== Segment start ==
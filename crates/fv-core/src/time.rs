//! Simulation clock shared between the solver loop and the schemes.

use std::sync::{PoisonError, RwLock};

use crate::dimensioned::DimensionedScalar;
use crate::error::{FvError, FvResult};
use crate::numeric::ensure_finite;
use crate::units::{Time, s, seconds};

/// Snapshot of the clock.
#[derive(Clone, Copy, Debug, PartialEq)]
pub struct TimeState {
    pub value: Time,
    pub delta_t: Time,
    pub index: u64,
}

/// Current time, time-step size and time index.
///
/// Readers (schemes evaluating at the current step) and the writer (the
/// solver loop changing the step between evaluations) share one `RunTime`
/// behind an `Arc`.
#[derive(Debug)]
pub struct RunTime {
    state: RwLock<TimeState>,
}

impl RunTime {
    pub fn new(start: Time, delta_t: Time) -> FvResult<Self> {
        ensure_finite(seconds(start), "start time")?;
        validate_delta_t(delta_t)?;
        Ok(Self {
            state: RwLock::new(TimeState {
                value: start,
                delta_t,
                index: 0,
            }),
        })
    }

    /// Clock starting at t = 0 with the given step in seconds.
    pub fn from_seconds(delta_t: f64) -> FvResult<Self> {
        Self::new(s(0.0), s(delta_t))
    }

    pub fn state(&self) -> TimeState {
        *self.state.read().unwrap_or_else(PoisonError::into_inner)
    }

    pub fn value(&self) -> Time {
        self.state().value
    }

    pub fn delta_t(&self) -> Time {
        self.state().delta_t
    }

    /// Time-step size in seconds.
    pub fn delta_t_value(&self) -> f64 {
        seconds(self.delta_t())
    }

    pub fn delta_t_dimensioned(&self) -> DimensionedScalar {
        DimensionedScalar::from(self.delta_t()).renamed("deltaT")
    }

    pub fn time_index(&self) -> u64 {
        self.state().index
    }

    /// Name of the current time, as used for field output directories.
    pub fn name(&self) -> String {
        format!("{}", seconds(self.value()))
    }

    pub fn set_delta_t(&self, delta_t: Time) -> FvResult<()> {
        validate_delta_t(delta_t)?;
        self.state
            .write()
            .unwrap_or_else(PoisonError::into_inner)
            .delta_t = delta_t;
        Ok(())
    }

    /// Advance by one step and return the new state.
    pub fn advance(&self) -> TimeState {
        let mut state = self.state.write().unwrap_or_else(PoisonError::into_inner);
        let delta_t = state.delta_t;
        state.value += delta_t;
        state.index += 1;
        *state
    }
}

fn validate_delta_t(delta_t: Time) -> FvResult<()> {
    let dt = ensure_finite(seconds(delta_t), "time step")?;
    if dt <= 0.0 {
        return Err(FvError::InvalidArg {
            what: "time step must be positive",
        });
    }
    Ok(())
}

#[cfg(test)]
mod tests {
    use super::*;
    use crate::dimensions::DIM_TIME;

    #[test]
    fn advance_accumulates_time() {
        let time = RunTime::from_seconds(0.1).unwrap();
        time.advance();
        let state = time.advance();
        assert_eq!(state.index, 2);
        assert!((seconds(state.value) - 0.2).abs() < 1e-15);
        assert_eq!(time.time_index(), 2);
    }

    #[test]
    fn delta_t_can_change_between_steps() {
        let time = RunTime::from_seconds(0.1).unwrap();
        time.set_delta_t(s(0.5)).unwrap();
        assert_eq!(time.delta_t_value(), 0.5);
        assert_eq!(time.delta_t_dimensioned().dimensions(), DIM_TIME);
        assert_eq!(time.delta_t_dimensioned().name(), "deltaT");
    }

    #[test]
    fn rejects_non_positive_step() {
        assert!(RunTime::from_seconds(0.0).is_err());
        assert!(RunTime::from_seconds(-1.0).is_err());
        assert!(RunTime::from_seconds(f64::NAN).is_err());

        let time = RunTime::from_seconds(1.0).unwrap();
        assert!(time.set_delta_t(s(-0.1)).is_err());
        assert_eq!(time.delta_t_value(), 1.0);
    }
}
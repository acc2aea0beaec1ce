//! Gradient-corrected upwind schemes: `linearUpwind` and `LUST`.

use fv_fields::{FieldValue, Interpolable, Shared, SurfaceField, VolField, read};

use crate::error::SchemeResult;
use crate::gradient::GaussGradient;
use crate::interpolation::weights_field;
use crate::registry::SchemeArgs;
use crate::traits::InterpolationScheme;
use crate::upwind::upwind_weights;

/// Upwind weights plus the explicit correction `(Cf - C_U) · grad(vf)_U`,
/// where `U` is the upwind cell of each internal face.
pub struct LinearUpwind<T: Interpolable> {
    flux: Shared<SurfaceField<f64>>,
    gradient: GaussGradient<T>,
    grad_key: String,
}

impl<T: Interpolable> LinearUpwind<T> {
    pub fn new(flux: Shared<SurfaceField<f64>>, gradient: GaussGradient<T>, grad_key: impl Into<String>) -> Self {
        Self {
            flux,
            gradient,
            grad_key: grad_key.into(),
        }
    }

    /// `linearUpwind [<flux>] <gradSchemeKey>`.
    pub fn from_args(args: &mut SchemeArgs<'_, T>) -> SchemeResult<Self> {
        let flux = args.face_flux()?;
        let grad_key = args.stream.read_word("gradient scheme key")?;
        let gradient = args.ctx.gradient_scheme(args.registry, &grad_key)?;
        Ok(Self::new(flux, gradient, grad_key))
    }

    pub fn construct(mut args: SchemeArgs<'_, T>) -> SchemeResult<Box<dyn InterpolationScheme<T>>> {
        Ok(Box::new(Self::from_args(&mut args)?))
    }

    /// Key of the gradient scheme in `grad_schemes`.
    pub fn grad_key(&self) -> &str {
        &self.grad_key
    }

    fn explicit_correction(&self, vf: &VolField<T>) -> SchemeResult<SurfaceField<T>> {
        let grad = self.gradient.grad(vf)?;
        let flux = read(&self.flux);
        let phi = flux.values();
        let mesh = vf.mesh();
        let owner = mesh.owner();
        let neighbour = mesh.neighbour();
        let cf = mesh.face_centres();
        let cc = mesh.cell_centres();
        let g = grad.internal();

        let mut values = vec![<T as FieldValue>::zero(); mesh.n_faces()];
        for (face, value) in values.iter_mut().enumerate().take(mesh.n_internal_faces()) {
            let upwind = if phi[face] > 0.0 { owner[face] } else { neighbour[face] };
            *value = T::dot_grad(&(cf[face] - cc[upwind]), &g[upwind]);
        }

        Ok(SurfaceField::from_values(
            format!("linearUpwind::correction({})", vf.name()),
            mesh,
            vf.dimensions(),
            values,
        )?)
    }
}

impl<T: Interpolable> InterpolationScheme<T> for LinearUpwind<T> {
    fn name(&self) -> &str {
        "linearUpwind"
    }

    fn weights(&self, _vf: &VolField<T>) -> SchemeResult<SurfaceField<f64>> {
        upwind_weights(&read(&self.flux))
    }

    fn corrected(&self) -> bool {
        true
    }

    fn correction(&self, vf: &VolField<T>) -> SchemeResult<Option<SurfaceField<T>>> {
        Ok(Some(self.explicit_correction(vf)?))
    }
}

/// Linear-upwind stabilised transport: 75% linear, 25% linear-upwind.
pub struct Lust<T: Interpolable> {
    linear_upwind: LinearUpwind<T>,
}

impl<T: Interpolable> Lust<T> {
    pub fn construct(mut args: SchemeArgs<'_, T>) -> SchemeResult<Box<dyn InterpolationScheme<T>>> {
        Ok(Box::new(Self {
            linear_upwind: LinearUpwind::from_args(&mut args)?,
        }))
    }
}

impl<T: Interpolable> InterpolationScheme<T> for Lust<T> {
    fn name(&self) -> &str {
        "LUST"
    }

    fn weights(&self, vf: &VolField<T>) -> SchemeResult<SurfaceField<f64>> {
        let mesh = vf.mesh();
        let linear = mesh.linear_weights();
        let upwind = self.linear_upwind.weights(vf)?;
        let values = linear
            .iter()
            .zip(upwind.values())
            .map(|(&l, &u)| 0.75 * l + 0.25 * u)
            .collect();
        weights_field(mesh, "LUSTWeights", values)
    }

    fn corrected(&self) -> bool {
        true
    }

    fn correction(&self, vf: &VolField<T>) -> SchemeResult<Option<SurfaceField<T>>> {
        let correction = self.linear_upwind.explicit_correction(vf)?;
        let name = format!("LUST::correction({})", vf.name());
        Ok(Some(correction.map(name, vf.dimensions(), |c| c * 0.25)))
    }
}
== Segment end ==
* **YOUR INSTRUCTIONS**: Retype every line of the listing, word for word, from its opening line to the line that holds "the writer (the", and include that last line too.

* **EXPECTED ANSWER**:
filename crates/fv-core/src/time.rs
//! Simulation clock shared between the solver loop and the schemes.

use std::sync::{PoisonError, RwLock};

use crate::dimensioned::DimensionedScalar;
use crate::error::{FvError, FvResult};
use crate::numeric::ensure_finite;
use crate::units::{Time, s, seconds};

/// Snapshot of the clock.
#[derive(Clone, Copy, Debug, PartialEq)]
pub struct TimeState {
    pub value: Time,
    pub delta_t: Time,
    pub index: u64,
}

/// Current time, time-step size and time index.
///
/// Readers (schemes evaluating at the current step) and the writer (the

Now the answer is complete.